Remotes: Are They a Thing of the Past?

Within the past few years, promotions, or outings, have been really hard to come by. If we really think about it, since the pandemic it’s been tough to talk a business into having a radio station on location to promote a sale or event. Years ago it was easy! Pitch your morning show, shirts, “swag,” this number of mentions on air and on social media. Badabing you have a remote. Now…people are watching their budget and telling us we don’t fit into the numbers this month. How do we get over that hurdle?

The ROI is key…relaying to the client how beneficial it is to be heard on air can be a tricky conversation. Of course, they want to know right away what they will get out of it. “How many people can you promise me will walk through our front doors?” I’ve heard this asked MANY times. You know, and, honestly, THEY know you can’t answer that! However, just as when you see a doctor, you want an answer right away about what’s wrong  and it better be the correct answer. The client wants an answer right away and it better fit into their expectation. What do you do now?

First of all, we need to be completely honest with ourselves. The remote itself is not going to do a thing for anyone. Long gone are the days where the jocks are celebrities and listeners were lining up to meet them. Wanna talk to someone on air? Find them on social media and you could have a conversation right now! How do we flip this? There needs to be a creative experience within the remote. 1-2 in the afternoon on a weekday is a waste of everyone’s time. What if the morning show did their actual show on location? I don’t know about you but even after being in radio for decades, I still think it’s cool to see other shows broadcast live from a business or event. Pitch the client a morning show on their turf.

Second, you need to know what you are going to give the client on air. Create a segment around the promotion. Clearly, you have to have a couple cut-ins every hour…but make them MORE than just a “We are live at Smith and Sons for their anniversary event!” Bring the owner on air and ask him some off the wall questions. Hell, make him part of your morning show for that break! Include him in your content. CATER to the client. Make him feel special.

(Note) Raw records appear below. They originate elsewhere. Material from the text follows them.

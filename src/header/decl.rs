//! Declaration types produced by the construct parsers
//!
//! Everything here is plain owned data. `None`/empty fields are omitted on
//! serialization, so a forward declaration serializes without a `members`
//! key and a using-declaration without a `type` key.

use super::tree::DeclarationTree;
use serde::Serialize;

/// One parsed construct
#[derive(Debug, Clone, PartialEq, Serialize)]
#[serde(tag = "kind", rename_all = "snake_case")]
pub enum Declaration {
    /// `class Name : bases { ... };`
    Class(ClassDecl),
    /// `struct Name { ... };`
    Struct(StructDecl),
    /// `namespace name { ... }`
    Namespace(NamespaceDecl),
    /// `#define NAME ...`
    Macro(MacroDecl),
    /// `using ...` / `namespace X = Y;`
    Alias(AliasDecl),
    /// `enum [class] Name { ... };`
    Enum(EnumDecl),
}

impl Declaration {
    /// Name the declaration is keyed by
    pub fn name(&self) -> &str {
        match self {
            Declaration::Class(d) => &d.name,
            Declaration::Struct(d) => &d.name,
            Declaration::Namespace(d) => &d.name,
            Declaration::Macro(d) => &d.name,
            Declaration::Alias(d) => &d.name,
            Declaration::Enum(d) => &d.name,
        }
    }

    /// Whether this is a forward or opaque declaration without a body
    pub fn is_forward(&self) -> bool {
        match self {
            Declaration::Class(d) => d.members.is_none(),
            Declaration::Struct(d) => d.members.is_none(),
            Declaration::Enum(d) => d.values.is_none(),
            _ => false,
        }
    }

    /// Short lowercase kind name, as used in serialized output
    pub fn kind(&self) -> &'static str {
        match self {
            Declaration::Class(_) => "class",
            Declaration::Struct(_) => "struct",
            Declaration::Namespace(_) => "namespace",
            Declaration::Macro(_) => "macro",
            Declaration::Alias(_) => "alias",
            Declaration::Enum(_) => "enum",
        }
    }
}

/// A class
#[derive(Debug, Clone, PartialEq, Default, Serialize)]
pub struct ClassDecl {
    /// Name, qualified with enclosing classes (`Outer::Inner`)
    pub name: String,
    /// Raw `template<...>` parameter text
    #[serde(skip_serializing_if = "Option::is_none")]
    pub template: Option<String>,
    /// Raw base list after the inheritance colon (`public Bar`)
    #[serde(skip_serializing_if = "Option::is_none")]
    pub extends: Option<String>,
    /// Members; `None` for a forward declaration
    #[serde(skip_serializing_if = "Option::is_none")]
    pub members: Option<Vec<Member>>,
    /// Names from `friend class X;`
    #[serde(skip_serializing_if = "Vec::is_empty")]
    pub friends: Vec<String>,
}

/// A struct
#[derive(Debug, Clone, PartialEq, Default, Serialize)]
pub struct StructDecl {
    /// Name, qualified with enclosing classes
    pub name: String,
    /// Raw `template<...>` parameter text
    #[serde(skip_serializing_if = "Option::is_none")]
    pub template: Option<String>,
    /// Raw base list after the inheritance colon
    #[serde(skip_serializing_if = "Option::is_none")]
    pub extends: Option<String>,
    /// Members; `None` for a forward declaration
    #[serde(skip_serializing_if = "Option::is_none")]
    pub members: Option<Vec<Member>>,
    /// Names from `friend class X;`
    #[serde(skip_serializing_if = "Vec::is_empty")]
    pub friends: Vec<String>,
}

/// A namespace and everything declared in it
#[derive(Debug, Clone, PartialEq, Default, Serialize)]
pub struct NamespaceDecl {
    /// Innermost name segment; empty for an anonymous namespace
    pub name: String,
    /// Nested declarations
    pub declarations: DeclarationTree,
}

/// A `#define`
#[derive(Debug, Clone, PartialEq, Default, Serialize)]
pub struct MacroDecl {
    /// Macro name
    pub name: String,
    /// Verbatim parameter list of a function-like macro
    #[serde(skip_serializing_if = "Option::is_none")]
    pub arguments: Option<String>,
    /// Single-line body
    #[serde(skip_serializing_if = "Option::is_none")]
    pub body: Option<String>,
    /// Rows of an X-macro table
    #[serde(skip_serializing_if = "Option::is_none")]
    pub values: Option<Vec<Vec<String>>>,
}

/// Which alias form was written
#[derive(Debug, Clone, Copy, PartialEq, Eq, Serialize)]
#[serde(rename_all = "snake_case")]
pub enum AliasKind {
    /// `using X = Type;`
    Type,
    /// `using ns::X;`
    Using,
    /// `using namespace ns;`
    UsingNamespace,
    /// `namespace X = other::ns;`
    Namespace,
}

/// A type alias, using-declaration or namespace alias
///
/// The right-hand side is a type expression, not a value, and is stored under
/// `type`.
#[derive(Debug, Clone, PartialEq, Serialize)]
pub struct AliasDecl {
    /// Alias name (or the used name for using-declarations)
    pub name: String,
    /// Form of the alias, serialized as `form` next to the `kind` tag
    #[serde(rename = "form")]
    pub kind: AliasKind,
    /// Raw `template<...>` parameter text of an alias template
    #[serde(skip_serializing_if = "Option::is_none")]
    pub template: Option<String>,
    /// Aliased type
    #[serde(rename = "type", skip_serializing_if = "Option::is_none")]
    pub ty: Option<TypeRef>,
}

/// An enumeration
#[derive(Debug, Clone, PartialEq, Default, Serialize)]
pub struct EnumDecl {
    /// Name, qualified with enclosing classes
    pub name: String,
    /// `enum class` / `enum struct`
    pub scoped: bool,
    /// Underlying type after `:`
    #[serde(skip_serializing_if = "Option::is_none")]
    pub underlying: Option<String>,
    /// Enumerators; `None` for an opaque declaration
    #[serde(skip_serializing_if = "Option::is_none")]
    pub values: Option<Vec<Enumerator>>,
}

/// One enumerator
#[derive(Debug, Clone, PartialEq, Eq, Serialize)]
pub struct Enumerator {
    /// Enumerator name
    pub name: String,
    /// Raw initializer
    #[serde(skip_serializing_if = "Option::is_none")]
    pub value: Option<String>,
}

/// A member of a class or struct body
#[derive(Debug, Clone, PartialEq, Serialize)]
#[serde(rename_all = "snake_case")]
pub enum Member {
    /// Data member
    Field(Argument),
    /// Method, constructor, destructor or operator
    Method(Method),
    /// Nested class, struct, enum or alias
    Nested(Declaration),
}

/// A field or a function parameter
#[derive(Debug, Clone, PartialEq, Eq, Serialize)]
pub struct Argument {
    /// Declared name; empty for unnamed parameters
    pub name: String,
    /// Declared type
    #[serde(rename = "type")]
    pub ty: TypeRef,
    /// Raw default value or initializer
    #[serde(skip_serializing_if = "Option::is_none")]
    pub default: Option<String>,
}

/// A method declaration or definition
#[derive(Debug, Clone, PartialEq, Eq, Default, Serialize)]
pub struct Method {
    /// Name (`Foo`, `~Foo`, `operator()`, ...)
    pub name: String,
    /// Leading modifiers (`virtual`, `static`, `[[nodiscard]]`, ...)
    #[serde(skip_serializing_if = "Vec::is_empty")]
    pub modifiers: Vec<String>,
    /// Return type; `None` for constructors and destructors
    #[serde(skip_serializing_if = "Option::is_none")]
    pub return_type: Option<TypeRef>,
    /// Parameters in order
    pub arguments: Vec<Argument>,
    /// Trailing qualifiers (`const`, `override`, `= 0`, ...)
    #[serde(skip_serializing_if = "Vec::is_empty")]
    pub qualifiers: Vec<String>,
}

/// A type expression
#[derive(Debug, Clone, PartialEq, Eq, Default, Serialize)]
pub struct TypeRef {
    /// Base name without modifiers or template arguments (`std::vector`)
    pub name: String,
    /// Modifiers such as `const` or `volatile`
    #[serde(skip_serializing_if = "Vec::is_empty")]
    pub modifiers: Vec<String>,
    /// Template arguments, parsed recursively
    #[serde(skip_serializing_if = "Vec::is_empty")]
    pub template_args: Vec<TypeRef>,
    /// Pointer/reference part (`*`, `&`, `&&`, `**`)
    #[serde(skip_serializing_if = "Option::is_none")]
    pub reference: Option<String>,
    /// Array dimensions (`[4][N]`)
    #[serde(skip_serializing_if = "Option::is_none")]
    pub dimensions: Option<String>,
}

impl TypeRef {
    /// A bare named type
    pub fn named(name: impl Into<String>) -> Self {
        Self {
            name: name.into(),
            ..Self::default()
        }
    }
}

Finally, have GREAT communication with the client! Numerous times I’ve seen a jock show up for a remote and have the intern find the talking points for him. That’s uncalled for. The talent needs to introduce themselves, make it clear you are there for them, and every hour ask if there’s anything else that needs to be said or relayed.

When pitching a remote, all this needs to be communicated to the client. They need to understand this is what’s expected when your station has the opportunity to show the community what the client has to offer. The excitement of a show is a thousand times better than a remote. Oh and you don’t HAVE to do a four hour show…when I say “show” it can still be two or three hours. It’s still a show. Shoot breaks over to the station so those can air while you’re on your way back. The intern can break down the remote.

On-site broadcasts don’t have to be a thing of the past. You just have to get more creative with them now.